I guess you might want to take a break, do you? Well we are in the right place! In front of the theatre in Národní Třída there is the Café Slavia with a nice view to the most common Prague panorama: the Castle and Charles bridge. After your long meditation we start again along Národní Třidá keeping the right side, not to miss the two nice façades Art Deco on the opposite side. Near the theatre there is a modern building that was supposed to replace temporary replace the old theatre during reconstruction but then (sigh!) it remained. It is the Laterna Magika a special show created for the Bruxelles expo of 1958 and still playing. It is a mix of cinema and theatre.

Under the passage of the building n.18 there is a memorial of the beginning of the Velvet Revolution on Nov.17, 1989.

At the end of the street we arrive at Jungmann Square where we can see a unique building.

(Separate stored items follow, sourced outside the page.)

pub fn render_with(table: &Table, request: &ChartRequest, opts: &RenderOptions) -> Result<RenderedChart> {
    request.validate(table)?;
    let x = table.column(request.x_index)?;
    let series = request
        .series
        .iter()
        .enumerate()
        .map(|(i, spec)| {
            Ok(PlottedSeries {
                column: spec.column,
                label: spec.label.clone(),
                values: table.column(spec.column)?,
                style: spec.style,
                color: spec.color.unwrap_or_else(|| opts.theme.series_color(i)),
                width: spec.width,
                axis: spec.axis,
            })
        })
        .collect::<Result<Vec<_>>>()?;

    let view = ViewState::resolve(
        &x,
        &series,
        request.y_bounds,
        request.secondary_y_bounds,
        opts.autoscale_margin,
    );
    debug!(
        "chart {:?}: x {:?}, y {:?}, y2 {:?}, {} series",
        request.title.as_deref().unwrap_or(""),
        view.x_range(),
        view.y_range(),
        view.y2,
        series.len()
    );

    let chart = Chart {
        x_axis: Axis::new(request.x_label.clone(), view.x_min, view.x_max),
        y_axis: Axis::new(request.y_label.clone(), view.y_min, view.y_max),
        y2_axis: view.y2.map(|(lo, hi)| Axis::new(request.secondary_y_label.clone(), lo, hi)),
        title: request.title.clone(),
        legend: request.legend,
        x,
        series,
    };
    Ok(RenderedChart { chart, opts: opts.clone(), output: request.output.clone() })
}

/// One chart ready for disposal: written to a file, encoded in memory, or
/// handed to a display loop. Each value is independent; dropping it releases everything.
#[derive(Clone, Debug)]
pub struct RenderedChart {
    chart: Chart,
    opts: RenderOptions,
    output: Output,
}

impl RenderedChart {
    pub fn chart(&self) -> &Chart { &self.chart }
    pub fn options(&self) -> &RenderOptions { &self.opts }
    pub fn output(&self) -> &Output { &self.output }
    pub fn title(&self) -> Option<&str> { self.chart.title.as_deref() }
    pub fn size(&self) -> (i32, i32) { (self.opts.width, self.opts.height) }

    pub fn x_range(&self) -> (f64, f64) { self.chart.x_axis.range() }
    pub fn y_range(&self) -> (f64, f64) { self.chart.y_axis.range() }
    pub fn secondary_y_range(&self) -> Option<(f64, f64)> { self.chart.y2_axis.as_ref().map(Axis::range) }
    pub fn x_values(&self) -> &[f64] { &self.chart.x }
    pub fn series(&self) -> &[PlottedSeries] { &self.chart.series }

    /// Replace the output disposition (e.g. to redirect a display chart to a file).
    pub fn with_output(mut self, output: Output) -> Self {
        self.output = output;
        self
    }

    /// Change the surface size, e.g. to follow a resized window.
    pub fn set_size(&mut self, width: i32, height: i32) {
        self.opts.width = width.max(1);
        self.opts.height = height.max(1);
    }

    /// Draw onto any Skia canvas sized `size()`.
    pub fn draw(&self, canvas: &skia::Canvas) {
        self.chart.draw(canvas, &self.opts);
    }

    /// Render to a PNG byte buffer using a CPU raster surface.
    pub fn to_png_bytes(&self) -> Result<Vec<u8>> {
        let mut surface = skia::surfaces::raster_n32_premul((self.opts.width, self.opts.height))
            .ok_or(PlotError::Surface("raster"))?;
        self.draw(surface.canvas());

        let image = surface.image_snapshot();
        #[allow(deprecated)]
        let data = image
            .encode_to_data(skia::EncodedImageFormat::PNG)
            .ok_or(PlotError::Encode("png"))?;
        Ok(data.as_bytes().to_vec())
    }

    /// Render to tightly packed RGBA8 pixels: `(pixels, width, height, stride)`.
    pub fn to_rgba8(&self) -> Result<(Vec<u8>, u32, u32, usize)> {
        let (w, h) = (self.opts.width.max(1), self.opts.height.max(1));
        let info = skia::ImageInfo::new((w, h), skia::ColorType::RGBA8888, skia::AlphaType::Premul, None);
        let mut surface = skia::surfaces::raster(&info, None, None).ok_or(PlotError::Surface("rgba"))?;
        self.draw(surface.canvas());

        let stride = w as usize * 4;
        let mut px = vec![0u8; stride * h as usize];
        if !surface.read_pixels(&info, &mut px, stride, (0, 0)) {
            return Err(PlotError::Encode("rgba"));
        }
        Ok((px, w as u32, h as u32, stride))
    }

    /// Render to an SVG document.
    pub fn to_svg_bytes(&self) -> Vec<u8> {
        let bounds = skia::Rect::from_wh(self.opts.width as f32, self.opts.height as f32);
        let canvas = skia::svg::Canvas::new(bounds, None);
        self.draw(&canvas);
        canvas.end().as_bytes().to_vec()
    }

    /// Write to `path`; the extension selects PNG or SVG. Parent directories are created.
    pub fn write_to(&self, path: impl AsRef<Path>) -> Result<()> {
        let path = path.as_ref();
        let bytes = match OutputFormat::from_path(path)? {
            OutputFormat::Png => self.to_png_bytes()?,
            OutputFormat::Svg => self.to_svg_bytes(),
        };
        if let Some(parent) = path.parent() {
            std::fs::create_dir_all(parent)?;
        }
        std::fs::write(path, bytes)?;
        info!("wrote {}", path.display());
        Ok(())
    }
}

// ---- drawing ----------------------------------------------------------------

struct Frame {
    plot: skia::Rect,
    sx: LinearScale,
    sy: LinearScale,
    sy2: Option<LinearScale>,
}
// File: crates/cellplot-core/src/error.rs
// Summary: Error type shared by table loading and chart rendering.

use std::path::PathBuf;

use thiserror::Error;

pub type Result<T> = std::result::Result<T, PlotError>;

/// Why a data line was rejected.
#[derive(Clone, Debug, PartialEq, Eq)]
pub enum RowFault {
    /// Token count differs from the first data row.
    Ragged { expected: usize, found: usize },
    /// A token that does not parse as `f64`.
    NotANumber(String),
}

impl std::fmt::Display for RowFault {
    fn fmt(&self, f: &mut std::fmt::Formatter<'_>) -> std::fmt::Result {
        match self {
            RowFault::Ragged { expected, found } => {
                write!(f, "expected {expected} columns, found {found}")
            }
            RowFault::NotANumber(tok) => write!(f, "'{tok}' is not a number"),
        }
    }
}

#[derive(Debug, Error)]
pub enum PlotError {
    #[error("file not found: {}", .0.display())]
    FileNotFound(PathBuf),

    /// `line` is the 1-based physical line in the input.
    #[error("malformed row at line {line}: {fault}")]
    MalformedRow { line: usize, fault: RowFault },

    #[error("table has no data rows")]
    EmptyTable,

    #[error("table needs at least 2 columns, found {0}")]
    TooFewColumns(usize),

    #[error("column index {index} out of range for table with {columns} columns")]
    IndexOutOfRange { index: usize, columns: usize },

    #[error("column {0} is the independent variable and cannot be plotted against itself")]
    DependentIsIndependent(usize),

    #[error("unknown field '{0}'")]
    UnknownField(String),

    #[error("duplicate field '{0}' in column layout")]
    DuplicateField(String),

    #[error("layout has {layout} fields but table has {table} columns")]
    LayoutMismatch { layout: usize, table: usize },

    #[error("unsupported output format '{0}' (expected png or svg)")]
    UnsupportedFormat(String),

    #[error("failed to create {0} surface")]
    Surface(&'static str),

    #[error("failed to encode {0}")]
    Encode(&'static str),

    #[error(transparent)]
    Csv(#[from] csv::Error),

    #[error(transparent)]
    Io(#[from] std::io::Error),
}
// File: crates/cellplot-core/src/view.rs
// Summary: Resolved view ranges for a chart: x from the first/last sample, y fixed or autoscaled.

use crate::series::{AxisSide, PlottedSeries};

#[derive(Clone, Copy, Debug, PartialEq)]
pub struct ViewState {
    pub x_min: f64,
    pub x_max: f64,
    pub y_min: f64,
    pub y_max: f64,
    /// Secondary y range, present when any series is on the secondary axis.
    pub y2: Option<(f64, f64)>,
}

impl ViewState {
    /// `x` is the independent column. The x range is `(x[0], x[last])`:
    /// samples are assumed to increase monotonically and are not re-sorted.
    pub fn resolve(
        x: &[f64],
        series: &[PlottedSeries],
        y_bounds: Option<(f64, f64)>,
        y2_bounds: Option<(f64, f64)>,
        margin: f64,
    ) -> Self {
        let (x_min, x_max) = first_last(x);
        let on = |side: AxisSide| series.iter().filter(move |s| s.axis == side).map(|s| s.values.as_slice());
        let (y_min, y_max) = y_bounds.unwrap_or_else(|| autoscale(on(AxisSide::Primary), margin));
        let y2 = if series.iter().any(|s| s.axis == AxisSide::Secondary) {
            Some(y2_bounds.unwrap_or_else(|| autoscale(on(AxisSide::Secondary), margin)))
        } else {
            None
        };
        Self { x_min, x_max, y_min, y_max, y2 }
    }

    pub fn x_range(&self) -> (f64, f64) { (self.x_min, self.x_max) }
    pub fn y_range(&self) -> (f64, f64) { (self.y_min, self.y_max) }
}

/// Literal first and last values; `(0, 1)` for an empty slice.
pub fn first_last(x: &[f64]) -> (f64, f64) {
    match (x.first(), x.last()) {
        (Some(&a), Some(&b)) => (a, b),
        _ => (0.0, 1.0),
    }
}

/// Min/max over the finite values of all columns, padded by `margin` x span.
/// A flat range widens to `[v, v + 1]`; no finite data gives `(0, 1)`.
/// The padded range is clamped to finite `f64` values.
pub fn autoscale<'a>(columns: impl Iterator<Item = &'a [f64]>, margin: f64) -> (f64, f64) {
    let mut y_min = f64::INFINITY;
    let mut y_max = f64::NEG_INFINITY;
    for col in columns {
        for &y in col.iter().filter(|y| y.is_finite()) {
            y_min = y_min.min(y);
            y_max = y_max.max(y);
        }
    }
    if !y_min.is_finite() || !y_max.is_finite() {
        return (0.0, 1.0);
    }
    if (y_max - y_min).abs() < 1e-9 { y_max = y_min + 1.0; }
    if margin.is_nan() || margin <= 0.0 {
        return (y_min, y_max);
    }
    // halves keep the span finite for data near +-f64::MAX
    let m = (y_max * 0.5 - y_min * 0.5) * (2.0 * margin);
    ((y_min - m).max(f64::MIN), (y_max + m).min(f64::MAX))
}
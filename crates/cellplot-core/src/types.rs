// File: crates/cellplot-core/src/types.rs
// Summary: Shared types and constants (sizes, paddings).

use crate::geometry::RectI32;

/// Default surface width in pixels (an 8 in figure at 100 dpi).
pub const WIDTH: i32 = 800;
/// Default surface height in pixels.
pub const HEIGHT: i32 = 800;

/// Screen margins, in pixels.
/// Contract: all fields are non-negative.
#[derive(Clone, Copy, Debug, PartialEq, Eq)]
pub struct Insets {
    pub left: u32,
    pub right: u32,
    pub top: u32,
    pub bottom: u32,
}

impl Insets {
    /// Create new insets (non-negative by type).
    pub const fn new(left: u32, right: u32, top: u32, bottom: u32) -> Self {
        Self { left, right, top, bottom }
    }
    /// Total horizontal inset (left + right).
    pub const fn hsum(&self) -> u32 { self.left + self.right }
    /// Total vertical inset (top + bottom).
    pub const fn vsum(&self) -> u32 { self.top + self.bottom }

    /// Plot area left after removing the insets from a `width` x `height` surface.
    /// Never narrower or shorter than one pixel.
    pub fn plot_rect(&self, width: i32, height: i32) -> RectI32 {
        let w = (width - self.hsum() as i32).max(1);
        let h = (height - self.vsum() as i32).max(1);
        RectI32::from_ltwh(self.left as i32, self.top as i32, w, h)
    }
}

impl Default for Insets {
    fn default() -> Self {
        Self::new(88, 32, 48, 72)
    }
}
// File: crates/cellplot-core/src/request.rs
// Summary: ChartRequest describing one chart: x column, series, bounds, labels, output.

use std::path::PathBuf;

use crate::error::{PlotError, Result};
use crate::layout::ColumnLayout;
use crate::series::{AxisSide, SeriesSpec};
use crate::table::Table;

/// Where a rendered chart should end up.
#[derive(Clone, Debug, Default, PartialEq, Eq)]
pub enum Output {
    /// Hand off to an interactive window.
    #[default]
    Display,
    /// Write to a file; the extension picks the format (`png`, `svg`).
    File(PathBuf),
}

#[derive(Clone, Debug, PartialEq)]
pub struct ChartRequest {
    pub x_index: usize,
    pub series: Vec<SeriesSpec>,
    /// Fixed `(low, high)` for the primary y axis; autoscaled when `None`.
    pub y_bounds: Option<(f64, f64)>,
    pub secondary_y_bounds: Option<(f64, f64)>,
    pub x_label: String,
    pub y_label: String,
    pub secondary_y_label: String,
    pub title: Option<String>,
    pub legend: bool,
    pub output: Output,
}

impl ChartRequest {
    pub fn new(x_index: usize) -> Self {
        Self {
            x_index,
            series: Vec::new(),
            y_bounds: None,
            secondary_y_bounds: None,
            x_label: String::new(),
            y_label: String::new(),
            secondary_y_label: String::new(),
            title: None,
            legend: false,
            output: Output::Display,
        }
    }

    /// Request with the named field as independent variable.
    pub fn over_field(layout: &ColumnLayout, name: &str) -> Result<Self> {
        Ok(Self::new(layout.column(name)?))
    }

    pub fn series(mut self, spec: SeriesSpec) -> Self {
        self.series.push(spec);
        self
    }

    /// Add one series per named field, labelled by field name.
    pub fn fields(mut self, layout: &ColumnLayout, names: &[&str]) -> Result<Self> {
        for name in names {
            self.series.push(SeriesSpec::field(layout, name)?);
        }
        Ok(self)
    }

    pub fn with_y_bounds(mut self, low: f64, high: f64) -> Self {
        self.y_bounds = Some((low, high));
        self
    }

    pub fn with_secondary_y_bounds(mut self, low: f64, high: f64) -> Self {
        self.secondary_y_bounds = Some((low, high));
        self
    }

    pub fn with_labels(mut self, x: impl Into<String>, y: impl Into<String>) -> Self {
        self.x_label = x.into();
        self.y_label = y.into();
        self
    }

    pub fn with_secondary_label(mut self, label: impl Into<String>) -> Self {
        self.secondary_y_label = label.into();
        self
    }

    pub fn with_title(mut self, title: impl Into<String>) -> Self {
        self.title = Some(title.into());
        self
    }

    pub fn with_legend(mut self, legend: bool) -> Self {
        self.legend = legend;
        self
    }

    pub fn to_file(mut self, path: impl Into<PathBuf>) -> Self {
        self.output = Output::File(path.into());
        self
    }

    pub fn has_secondary(&self) -> bool {
        self.series.iter().any(|s| s.axis == AxisSide::Secondary)
    }

    /// Check every column against `table`. Range errors are reported before
    /// the independent/dependent overlap.
    pub fn validate(&self, table: &Table) -> Result<()> {
        table.check_column(self.x_index)?;
        for s in &self.series {
            table.check_column(s.column)?;
        }
        if let Some(s) = self.series.iter().find(|s| s.column == self.x_index) {
            return Err(PlotError::DependentIsIndependent(s.column));
        }
        Ok(())
    }
}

It’s the Palace Adria built in Rondo-Cubist style. As the one on the opposite side of the street it belonged to the Italian insurance company Reale Adriatica di Sigurtà. In front of the Bata Building in the same square you can see a Cubist street light. Through 28 října street we get to the bottom of Wenceslas Square. This area is called Můstek, which means little bridge. There was a moat dividing the Old and the New towns in the past. We take the Na Příkopě, which means On the Moat, and let’s keep looking at the façades because they are very nice. We are now in Republic Square-Nám. Republiky- where we can admire the best example of Art Deco in town. This is the Municipal House or in Czech Obecní dům. It was built from 1906 to 1912 and now it is used for concerts and exhibitions. At the ground floor there are a cafe and a French restaurant. In the cellar there is a Czech Pub and at the first floor there is a huge concert hall, the Smetana Hall where is there is the opening concert of the Prague spring a musical festival held in May. Once there was here a Royal Court abandoned in the late 1400 when the kings went back to the safer Castle. On the left you see a tower that once was the gate of the Old Town, then it became part of the Royal Court and it was later abandoned to be used in 1700 as storage for the gunpowder. Now it is called the Powder Tower. We walk now to Hybernská where we can see another nice Art Deco building, the Hotel Central made by the same architects of the Hotel Europa in Wenceslas square. A little further there was the American Cultural Center. Wow! How History changes… this was the Lenin Museum in the past!

On the opposite side of the street on the corner it just opened again the Café Arco meeting place of Kafka, Brod and friends. They were named the Arconauts for this reason. Give a look around the corner on the left and you can see the first train station of Prague from 1845, now only for local traffic dedicated to the first president TG Masaryk. We take the Dlážděná Street to Senovážné Nám the old Hay Market. The buildings in the middle don’t allow us to see the whole square. We turn right and left to Jeruzalémská where we can see the Synagogue of the Jubilee built at the beginning of 1900 in Moresque-Art Deco style. At the end of the street we are in front of the Main station worth a look inside of the old part so we cross the park and enter the modern station to go upstairs. This is another nice example of Art Deco. We go back to the park and take Washingtonova to go back to our starting point, Wenceslas Square.

Enjoy your walk!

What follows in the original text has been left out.